No orders in the state court, after the removal of the record into this court (not made by way of amendment, but introducing new matter), can be brought into the record here. The cause must be heard and determined upon the record, as it stood when removed.

ERROR to the Supreme Court of Errors and Appeals of the State of Tennessee.

January 11th, 1827. This cause was argued by White and Eaton, for the plaintiff ;(a) and by Benton and Polk, for the defendant. (b)

January 19th. MARSHALL, Ch.

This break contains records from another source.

// ABOUTME: API key management system for authentication and rate limiting
// ABOUTME: Handles creation, validation, storage, and lifecycle of API keys with tier-based limits
//
// SPDX-License-Identifier: MIT OR Apache-2.0
// Copyright (c) 2025 Pierre Fitness Intelligence

//! # API Key Management
//!
//! Provides B2B API key generation, validation, and usage tracking
//! for the Pierre MCP Fitness API platform.

use crate::constants::key_prefixes;
use crate::errors::{AppError, AppResult};
use chrono::{Datelike, Duration, Timelike, Utc};
use rand::distributions::Alphanumeric;
use rand::{thread_rng, Rng};
use sha2::{Digest, Sha256};
use tracing::warn;
use uuid::Uuid;

// Re-export DTOs from pierre-core (canonical definitions)
pub use pierre_core::models::{
    ApiKey, ApiKeyData, ApiKeyResponse, ApiKeyTier, ApiKeyUsage, ApiKeyUsageStats,
    CreateApiKeyRequest, CreateApiKeyRequestSimple, RateLimitStatus,
};

/// API Key Manager
#[derive(Clone)]
pub struct ApiKeyManager {
    key_prefix: &'static str,
}

impl Default for ApiKeyManager {
    fn default() -> Self {
        Self::new()
    }
}

impl ApiKeyManager {
    /// Create a new API key manager
    #[must_use]
    pub const fn new() -> Self {
        Self {
            key_prefix: key_prefixes::LIVE, // Production keys
        }
    }

    /// Generate a new API key with optional trial prefix
    pub fn generate_api_key(&self, is_trial: bool) -> ApiKeyData {
        // Generate 32 random bytes for the key
        let random_bytes: String = thread_rng()
            .sample_iter(&Alphanumeric)
            .take(32)
            .map(char::from)
            .collect();

        // Full key format: pk_live_<32 random chars> or pk_trial_<32 random chars>
        let prefix = if is_trial {
            "pk_trial_"
        } else {
            self.key_prefix
        };
        let full_key = format!("{prefix}{random_bytes}");

        // Create key prefix for identification (first 12 chars)
        // More efficient: use string slicing instead of collecting chars
        let key_prefix = if full_key.len() >= 12 {
            full_key[..12].to_string()
        } else {
            full_key.clone() // Safe: String ownership for API key display
        };

        // Hash the full key for storage
        let mut hasher = Sha256::new();
        hasher.update(full_key.as_bytes());
        let key_hash = format!("{:x}", hasher.finalize());

        ApiKeyData {
            full_key,
            key_prefix,
            key_hash,
        }
    }

    /// Validate an API key format
    ///
    /// # Errors
    ///
    /// Returns an error if the API key format is invalid or has incorrect length
    pub fn validate_key_format(&self, api_key: &str) -> AppResult<()> {
        if !api_key.starts_with(self.key_prefix) && !api_key.starts_with("pk_trial_") {
            return Err(AppError::invalid_input("Invalid API key format"));
        }

        let expected_len = if api_key.starts_with("pk_trial_") {
            41 // pk_trial_ (9) + 32 chars
        } else {
            40 // pk_live_ (8) + 32 chars
        };

        if api_key.len() != expected_len {
            return Err(AppError::invalid_input("Invalid API key length"));
        }

        Ok(())
    }

    /// Extract key prefix from full key
    #[must_use]
    pub fn extract_key_prefix(&self, api_key: &str) -> String {
        api_key.chars().take(12).collect()
    }

    /// Hash an API key for comparison
    #[must_use]
    pub fn hash_key(&self, api_key: &str) -> String {
        let mut hasher = Sha256::new();
        hasher.update(api_key.as_bytes());
        format!("{:x}", hasher.finalize())
    }

    /// Check if an API key string is a trial key
    #[must_use]
    pub fn is_trial_key(&self, api_key: &str) -> bool {
        api_key.starts_with("pk_trial_")
    }

    /// Create a new API key with simplified request
    ///
    /// # Errors
    ///
    /// Returns an error if key creation fails
    pub fn create_api_key_simple(
        &self,
        user_id: Uuid,
        request: CreateApiKeyRequestSimple,
    ) -> AppResult<(ApiKey, String)> {
        // Determine tier based on rate limit (keep trial functionality but don't expose in UI)
        let tier = if request.rate_limit_requests <= 1_000 {
            ApiKeyTier::Trial
        } else if request.rate_limit_requests <= 10_000 {
            ApiKeyTier::Starter
        } else if request.rate_limit_requests <= 100_000 {
            ApiKeyTier::Professional
        } else {
            ApiKeyTier::Enterprise
        };

        let is_trial = tier.is_trial();

        // Generate the key components
        let api_key_data = self.generate_api_key(is_trial);
        let full_key = api_key_data.full_key;
        let key_prefix = api_key_data.key_prefix;
        let key_hash = api_key_data.key_hash;

        // Calculate expiration
        let expires_at = if is_trial {
            let days = request
                .expires_in_days
                .or_else(|| tier.default_trial_days())
                .unwrap_or(14);
            Some(Utc::now() + Duration::days(days))
        } else {
            request
                .expires_in_days
                .map(|days| Utc::now() + Duration::days(days))
        };

        // Use custom rate limits
        let rate_limit_requests = if request.rate_limit_requests == 0 {
            1_000_000_000 // Effectively unlimited but fits in database constraints
        } else {
            request.rate_limit_requests
        };
        let rate_limit_window = tier.rate_limit_window();

        // Create the API key record
        let api_key = ApiKey {
            id: Uuid::new_v4().to_string(),
            user_id,
            name: request.name,
            key_prefix,
            key_hash,
            description: request.description,
            tier,
            rate_limit_requests,
            rate_limit_window_seconds: rate_limit_window,
            is_active: true,
            last_used_at: None,
            expires_at,
            created_at: Utc::now(),
        };

        Ok((api_key, full_key))
    }

    /// Create a new API key with tier-based access
    ///
    /// # Errors
    ///
    /// Returns an error if key creation fails
    pub fn create_api_key(
        &self,
        user_id: Uuid,
        request: CreateApiKeyRequest,
    ) -> AppResult<(ApiKey, String)> {
        // Check if this is a trial key
        let is_trial = request.tier.is_trial();

        // Generate the key components
        let api_key_data = self.generate_api_key(is_trial);
        let full_key = api_key_data.full_key;
        let key_prefix = api_key_data.key_prefix;
        let key_hash = api_key_data.key_hash;

        // Calculate expiration
        // For trial keys, use default trial days if not specified
        let expires_at = if is_trial {
            let days = request
                .expires_in_days
                .or_else(|| request.tier.default_trial_days())
                .unwrap_or(14);
            Some(Utc::now() + Duration::days(days))
        } else {
            request
                .expires_in_days
                .map(|days| Utc::now() + Duration::days(days))
        };

        // Get rate limits - use custom if provided, otherwise use tier defaults
        // For enterprise tier, use a high value that fits in database constraints
        let rate_limit_requests = request
            .rate_limit_requests
            .unwrap_or_else(|| request.tier.monthly_limit().unwrap_or(1_000_000_000));
        let rate_limit_window = request.tier.rate_limit_window();

        // Create the API key record
        let api_key = ApiKey {
            id: Uuid::new_v4().to_string(),
            user_id,
            name: request.name,
            key_prefix,
            key_hash,
            description: request.description,
            tier: request.tier,
            rate_limit_requests,
            rate_limit_window_seconds: rate_limit_window,
            is_active: true,
            last_used_at: None,
            expires_at,
            created_at: Utc::now(),
        };

        Ok((api_key, full_key))
    }

    /// Create a trial API key with default settings
    ///
    /// # Errors
    ///
    /// Returns an error if key creation fails
    pub fn create_trial_key(
        &self,
        user_id: Uuid,
        name: String,
        description: Option<String>,
    ) -> AppResult<(ApiKey, String)> {
        let request = CreateApiKeyRequest {
            name,
            description,
            tier: ApiKeyTier::Trial,
            rate_limit_requests: None, // Use tier default
            expires_in_days: None,     // Will use default 14 days
        };

        self.create_api_key(user_id, request)
    }

    /// Check if a key is valid and active
    ///
    /// # Errors
    ///
    /// Returns an error if the API key is inactive or expired
    pub fn is_key_valid(&self, api_key: &ApiKey) -> AppResult<()> {
        if !api_key.is_active {
            return Err(AppError::invalid_input("API key is inactive"));
        }

        if let Some(expires_at) = api_key.expires_at {
            if Utc::now() > expires_at {
                return Err(AppError::invalid_input("API key has expired"));
            }
        }

        Ok(())
    }

    /// Get rate limit status for an API key
    #[must_use]
    pub fn rate_limit_status(&self, api_key: &ApiKey, current_usage: u32) -> RateLimitStatus {
        if api_key.tier == ApiKeyTier::Enterprise {
            RateLimitStatus {
                is_rate_limited: false,
                limit: None,
                remaining: None,
                reset_at: None,
            }
        } else {
            let limit = api_key.rate_limit_requests;
            let remaining = limit.saturating_sub(current_usage);
            let is_rate_limited = current_usage >= limit;

            // Calculate reset time (beginning of next month)
            // Must set day to 1 BEFORE changing month to avoid invalid dates
            // (e.g., Jan 29 -> Feb 29 fails in non-leap years)
            let now = Utc::now();
            let first_of_current = now
                .with_day(1)
                .and_then(|dt| dt.with_hour(0))
                .and_then(|dt| dt.with_minute(0))
                .and_then(|dt| dt.with_second(0))
                .and_then(|dt| dt.with_nanosecond(0))
                .unwrap_or(now);

            let reset_at = if now.month() == 12 {
                first_of_current
                    .with_year(now.year() + 1)
                    .and_then(|dt| dt.with_month(1))
                    .unwrap_or_else(|| {
                        warn!("Failed to calculate next year/January, using 30-day default");
                        now + chrono::Duration::days(30)
                    })
            } else {
                first_of_current
                    .with_month(now.month() + 1)
                    .unwrap_or_else(|| {
                        warn!("Failed to increment month, using fallback");
                        now + chrono::Duration::days(30)
                    })
            };

            RateLimitStatus {
                is_rate_limited,
                limit: Some(limit),
                remaining: Some(remaining),
                reset_at: Some(reset_at),
            }
        }
    }
}
// ABOUTME: OAuth notification streaming implementation for user-specific real-time updates
// ABOUTME: Handles SSE streaming of OAuth connection status and completion events
//
// SPDX-License-Identifier: MIT OR Apache-2.0
// Copyright (c) 2025 Pierre Fitness Intelligence

use crate::constants::network_config::SSE_BROADCAST_CHANNEL_SIZE;
use crate::errors::AppError;
use crate::models::OAuthNotification;
use serde_json::json;
use std::sync::Arc;
use tokio::sync::{broadcast, RwLock};

/// OAuth notification stream for a specific user
pub struct NotificationStream {
    sender: Arc<RwLock<Option<broadcast::Sender<String>>>>,
    buffer_size: usize,
}

impl NotificationStream {
    /// Creates a new notification stream with the specified buffer size
    #[must_use]
    pub fn new(buffer_size: usize) -> Self {
        Self {
            sender: Arc::new(RwLock::new(None)),
            buffer_size,
        }
    }

    /// Subscribe to notifications for this stream
    pub async fn subscribe(&self) -> broadcast::Receiver<String> {
        let mut sender_guard = self.sender.write().await;

        let sender = if let Some(existing_sender) = sender_guard.take() {
            *sender_guard = Some(existing_sender.clone());
            existing_sender
        } else {
            let (tx, _) = broadcast::channel(self.buffer_size);
            *sender_guard = Some(tx.clone());
            tx
        };
        drop(sender_guard);

        sender.subscribe()
    }

    /// Send OAuth notification through this stream
    ///
    /// # Errors
    ///
    /// Returns an error if no active sender is available for this stream
    pub async fn send_notification(
        &self,
        notification: &OAuthNotification,
    ) -> Result<(), AppError> {
        let sender_guard = self.sender.read().await;

        if let Some(sender) = sender_guard.as_ref() {
            let sse_message = format!(
                "data: {}\n\n",
                json!({
                    "type": "oauth_notification",
                    "id": notification.id,
                    "provider": notification.provider,
                    "message": notification.message,
                    "success": notification.success,
                    "created_at": notification.created_at
                })
            );

            sender
                .send(sse_message)
                .map_err(|e| AppError::internal(format!("Failed to send notification: {e}")))?;

            Ok(())
        } else {
            Err(AppError::internal(
                "No active sender for notification stream",
            ))
        }
    }

    /// Check if stream has active subscribers
    pub async fn has_subscribers(&self) -> bool {
        let sender_guard = self.sender.read().await;
        sender_guard
            .as_ref()
            .is_some_and(|sender| sender.receiver_count() > 0)
    }
}

impl Default for NotificationStream {
    fn default() -> Self {
        // Use default buffer size from constants
        Self::new(SSE_BROADCAST_CHANNEL_SIZE)
    }
}
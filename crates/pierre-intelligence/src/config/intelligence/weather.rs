// ABOUTME: Weather analysis configuration for outdoor activity impact assessment
// ABOUTME: Configures temperature thresholds, weather condition impacts, and scoring weights
//
// SPDX-License-Identifier: MIT OR Apache-2.0
// Copyright (c) 2025 Pierre Fitness Intelligence

//! Weather Analysis Configuration
//!
//! Provides configuration for weather impact analysis on outdoor activities
//! including temperature thresholds and condition-based performance adjustments.

use serde::{Deserialize, Serialize};

/// Weather Analysis Configuration
#[derive(Debug, Clone, Default, Serialize, Deserialize)]
pub struct WeatherAnalysisConfig {
    /// Temperature thresholds and ranges
    pub temperature: TemperatureConfig,
    /// Weather condition thresholds (humidity, wind, precipitation)
    pub conditions: WeatherConditionsConfig,
    /// Weights for combining different weather factors
    pub impact: WeatherImpactConfig,
}

/// Temperature thresholds for weather analysis
#[derive(Debug, Clone, Serialize, Deserialize)]
pub struct TemperatureConfig {
    /// Minimum ideal temperature in Celsius
    pub ideal_min_celsius: f32,
    /// Maximum ideal temperature in Celsius
    pub ideal_max_celsius: f32,
    /// Cold threshold temperature in Celsius
    pub cold_threshold_celsius: f32,
    /// Hot threshold temperature in Celsius
    pub hot_threshold_celsius: f32,
    /// Extreme cold threshold in Celsius
    pub extreme_cold_celsius: f32,
    /// Extreme hot threshold in Celsius
    pub extreme_hot_celsius: f32,
}

/// Weather condition thresholds for activity analysis
#[derive(Debug, Clone, Serialize, Deserialize)]
pub struct WeatherConditionsConfig {
    /// High humidity threshold (0.0-100.0)
    pub high_humidity_threshold: f64,
    /// Strong wind speed threshold in m/s
    pub strong_wind_threshold: f64,
    /// Impact factor for precipitation on performance
    pub precipitation_impact_factor: f64,
}

/// Weights for combining weather impacts on performance
#[derive(Debug, Clone, Serialize, Deserialize)]
pub struct WeatherImpactConfig {
    /// Weight for temperature impact (0.0-1.0)
    pub temperature_impact_weight: f64,
    /// Weight for humidity impact (0.0-1.0)
    pub humidity_impact_weight: f64,
    /// Weight for wind impact (0.0-1.0)
    pub wind_impact_weight: f64,
    /// Weight for precipitation impact (0.0-1.0)
    pub precipitation_impact_weight: f64,
}

impl Default for TemperatureConfig {
    fn default() -> Self {
        Self {
            ideal_min_celsius: 10.0,
            ideal_max_celsius: 20.0,
            cold_threshold_celsius: 5.0,
            hot_threshold_celsius: 25.0,
            extreme_cold_celsius: -5.0,
            extreme_hot_celsius: 35.0,
        }
    }
}

impl Default for WeatherConditionsConfig {
    fn default() -> Self {
        Self {
            high_humidity_threshold: 80.0,
            strong_wind_threshold: 20.0,
            precipitation_impact_factor: 0.8,
        }
    }
}

impl Default for WeatherImpactConfig {
    fn default() -> Self {
        Self {
            temperature_impact_weight: 0.4,
            humidity_impact_weight: 0.3,
            wind_impact_weight: 0.2,
            precipitation_impact_weight: 0.1,
        }
    }
}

J., delivered the opinion of the court.— This is a writ of error to a judgment rendered in the *highest court *118] for the state of Tennessee; consequently, this court can exercise no other jurisdiction in the case than is given by the 25th section of the judiciary act. The counsel for the plaintiff in error contend, 1st. That an act of congress has been drawn into question in the state court, and that the decision has been against that act. 2d. That an act of the legislature of Tennessee, which impairs the obligation of a contract, has been drawn into question, and that the decision has been in favor of the party claiming under that act.

As preliminary to a consideration of these points, it is necessary to inquire, whether some additional papers, which have been brought up by a certiorari, constitute a part of the record. These papers are, the opinion of one of the judges, which is supposed to have been delivered and filed as the opinion of the court that decided the cause; and some proceedings which took place in the same court, after the record had been removed into this court by writ of error.

(a) Miller v. Nicholls, 4 Wheat. 311.

(b) Martin v. Hunter, 1 Wheat. 304; Inglee v. Coolidge, 2 Id. 363; Lanusse v. Barker, 3 Id. 147.

1 Davis v. Packard, 6 Pet. 41; Medbury v. Ohio, 24 How. 413; Rector v. Ashley, 6 Wall. 142. But under the act of 1867, the certified opinion of the court below may be looked into, to determine the question of jurisdiction. Murdock v. Memphis, 20 Wall. 591. If, however, the record show upon its face, that a federal

question was not necessarily involved, and do not show that one was raised, the court will not go outside of it, to the opinion or elsewhere, to ascertain whether one was in fact decided. Moore v. Mississippi, 21 Id. 638; Citizens' Bank v. Board of Liquidation, 98 U. S. 140.